Science has discovered around 2 million types of microbes, plants, and animals on Earth, but researchers state that there must be millions of new species still waiting to be uncovered. While the most common discoveries are usually tiny insects, there are many interesting beings we're happy to finally meet. Check out these amazing new species we were introduced to in 2014!
The existence of the Atlantic Coast leopard frog (Rana Kauffeldi) as a distinct species was finally confirmed this year, more than 70 years after it was first dismissed. In 1937, ecologist Carl Kauffeld claimed that this tiny fella existed, but the scientific community disagreed, saying it's just another leopard frog, not a new species. In 2014, modern tools finally confirmed that this creature is indeed a new amphibian. What's intriguing about Rana Kauffeldi is that, instead of the usual croaking, it makes a coughing sound! Imagine strolling around a lake and suddenly hearing coughing sounds coming from the water! Spooky!
P. Hordiesi was found hidden away in the depths of magical Madagascar a few years ago, but was confirmed as a new species only in 2014. A master of disguise, this cute little thing blended perfectly in its habitat while skillfully climbing on the ruins and rocks of an old fort, where a team of scientists spotted it. Unfortunately, although we've just met P. Hordiesis, it is already proposed to be listed as a critically endangered species.
This little guy looks so beautiful and so bloody terrifying at the same time! Maratus Pardus is a newly discovered species of peacock spider found in Western Australia – of course, where else?
Hi there, beautiful! Gramastacus Lacus is a new species of freshwater crayfish found this spring in… Australia, again! Populations can typically be found in ephemeral wetlands such as small swamps and creeks, and they burrow during the dry season to survive. Since the southeastern coastline of Australia is quickly developing, scientists recommended keeping the crayfish under observation, to find out more about their conservation status.

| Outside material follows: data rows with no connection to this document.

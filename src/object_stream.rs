use crate::lexer::{Lexer, Token};
use crate::parser::Parser;
use crate::{Dictionary, Error, Object, Result, Stream};

use log::warn;
use std::sync::Arc;

/// Object numbers and offsets listed at the start of an object stream.
#[derive(Debug, PartialEq, Eq)]
pub struct ObjectStreamHeader {
    first: usize,
    entries: Vec<(u32, usize)>,
}

impl ObjectStreamHeader {
    fn parse(dict: &Dictionary, content: &[u8]) -> Result<ObjectStreamHeader> {
        let first = dict.get(b"First").and_then(Object::as_i64)?;
        let first = usize::try_from(first)
            .ok()
            .filter(|first| *first <= content.len())
            .ok_or_else(|| Error::syntax(0, "object stream /First lies outside its data"))?;

        let header = Lexer::new(&content[..first]);
        let mut position = 0;
        let mut numbers = Vec::new();
        loop {
            let (token, end) = header.next_token(position)?;
            match token {
                Token::Integer(value) if value >= 0 => numbers.push(value as u64),
                Token::Eof => break,
                _ => return Err(Error::syntax(position, "malformed object stream header")),
            }
            position = end;
        }
        if numbers.len() % 2 != 0 {
            warn!("object stream header has an odd number of integers, ignoring the last");
        }

        let mut entries = Vec::with_capacity(numbers.len() / 2);
        for pair in numbers.chunks_exact(2) {
            let (Ok(number), Ok(offset)) = (u32::try_from(pair[0]), usize::try_from(pair[1])) else {
                return Err(Error::syntax(0, "object stream header value out of range"));
            };
            entries.push((number, offset));
        }

        let n = dict.get(b"N").and_then(Object::as_i64)?;
        if usize::try_from(n).ok() != Some(entries.len()) {
            warn!("object stream declares /N {n} but lists {} objects", entries.len());
        }
        Ok(ObjectStreamHeader { first, entries })
    }
}

/// The decoded contents of a `/Type /ObjStm` stream.
///
/// The header of `N` pairs of object number and relative offset is parsed up front
/// and can be shared between several views of the same stream; objects themselves are
/// only parsed when asked for by index.
#[derive(Debug)]
pub struct ObjectStream<'a> {
    content: &'a [u8],
    header: Arc<ObjectStreamHeader>,
}

impl<'a> ObjectStream<'a> {
    pub fn new(stream: &'a Stream) -> Result<ObjectStream<'a>> {
        let content = stream.decoded_content()?;
        let header = ObjectStreamHeader::parse(&stream.dict, content)?;
        Ok(ObjectStream {
            content,
            header: Arc::new(header),
        })
    }

    /// Reuse a header parsed earlier from the same stream.
    pub fn with_header(stream: &'a Stream, header: Arc<ObjectStreamHeader>) -> Result<ObjectStream<'a>> {
        let content = stream.decoded_content()?;
        if header.first > content.len() {
            return Err(Error::syntax(0, "object stream /First lies outside its data"));
        }
        Ok(ObjectStream { content, header })
    }

    pub fn header(&self) -> &Arc<ObjectStreamHeader> {
        &self.header
    }

    pub fn len(&self) -> usize {
        self.header.entries.len()
    }

    pub fn is_empty(&self) -> bool {
        self.header.entries.is_empty()
    }

    /// Object numbers in the order they are stored.
    pub fn numbers(&self) -> impl Iterator<Item = u32> + '_ {
        self.header.entries.iter().map(|(number, _)| *number)
    }

    /// The object number and object at `index`.
    pub fn get(&self, index: usize) -> Result<(u32, Object)> {
        let &(number, offset) = self
            .header
            .entries
            .get(index)
            .ok_or_else(|| Error::syntax(0, format!("object stream has no object at index {index}")))?;
        let start = self
            .header
            .first
            .checked_add(offset)
            .filter(|start| *start < self.content.len())
            .ok_or_else(|| Error::syntax(offset, "object offset lies outside the object stream"))?;
        let object = Parser::new(Lexer::new(self.content), start).parse_object()?;
        Ok((number, object))
    }
}

#[cfg(test)]
mod tests {
    use super::*;
    use crate::dictionary;

    fn object_stream(header: &str, body: &str, n: i64) -> Stream {
        let content = format!("{header}{body}");
        let dict = dictionary! {
            "Type" => "ObjStm",
            "N" => n,
            "First" => header.len() as i64,
        };
        Stream::new(dict, content.into_bytes())
    }

    #[test]
    fn objects_by_index() {
        let stream = object_stream("11 0 12 3 ", "42 <</A 11 0 R>>", 2);
        let objects = ObjectStream::new(&stream).unwrap();
        assert_eq!(objects.len(), 2);
        assert_eq!(objects.numbers().collect::<Vec<_>>(), vec![11, 12]);
        assert_eq!(objects.get(0).unwrap(), (11, Object::Integer(42)));
        let (number, object) = objects.get(1).unwrap();
        assert_eq!(number, 12);
        assert_eq!(object.as_dict().unwrap().get(b"A").unwrap(), &Object::Reference((11, 0)));
        assert!(objects.get(2).is_err());
    }

    #[test]
    fn wrong_count_is_tolerated() {
        let stream = object_stream("5 0 ", "(five)", 3);
        let objects = ObjectStream::new(&stream).unwrap();
        assert_eq!(objects.len(), 1);
        assert_eq!(objects.get(0).unwrap().1, Object::string_literal("five"));
    }

    #[test]
    fn offsets_outside_the_data() {
        let stream = object_stream("5 40 ", "1", 1);
        let objects = ObjectStream::new(&stream).unwrap();
        assert!(objects.get(0).is_err());

        let mut stream = object_stream("5 0 ", "1", 1);
        stream.dict.set("First", 100);
        assert!(ObjectStream::new(&stream).is_err());
    }

    #[test]
    fn header_is_shared() {
        let stream = object_stream("11 0 12 3 ", "42 (twelve)", 2);
        let header = ObjectStream::new(&stream).unwrap().header().clone();
        let objects = ObjectStream::with_header(&stream, header.clone()).unwrap();
        assert!(Arc::ptr_eq(objects.header(), &header));
        assert_eq!(objects.get(1).unwrap(), (12, Object::string_literal("twelve")));

        let short = object_stream("", "", 0);
        assert!(ObjectStream::with_header(&short, header).is_err());
    }

    #[test]
    fn malformed_header() {
        let stream = object_stream("5 /Oops ", "1", 1);
        assert!(ObjectStream::new(&stream).is_err());
    }
}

It's rare nowadays for scientists to identify new species of mammals – especially when we're talking about one that can grow over 8 ft. long. But it happened this year. They named a new cetacean, namely the Australian humpback dolphin (or S. Sahulensis). It's not that this beautiful creature has been hiding or living in remote waters, but rather that the species has been misclassified and lumped in with other "cousins" until recently. Due to its now clearly different genetics, skeletal structure and habitat, the Australian humpback dolphin has finally been classified as a new species.
An international team of researchers has discovered a new jumping shrew species in Namibia: Macroscelides Micus (the Etendeka round-eared sengi). Look at this cute little thing! It is the smallest known species belonging to the order Macroscelidea, and you won't believe who it's related to. I won't keep you waiting: it's the elephant!
Tuco-tucos are some cute little South American rodents pretty similar with gophers. This year, scientists have discovered in Bolivia not one, but 4 new Tuco-tuco species! The mountainous habitat these mammals live in has created a geographical isolation that promoted the development of different characteristics within the populations, leading to the appearance of new species.
What do you think about these newly discovered animals? Which one do you find the most amazing?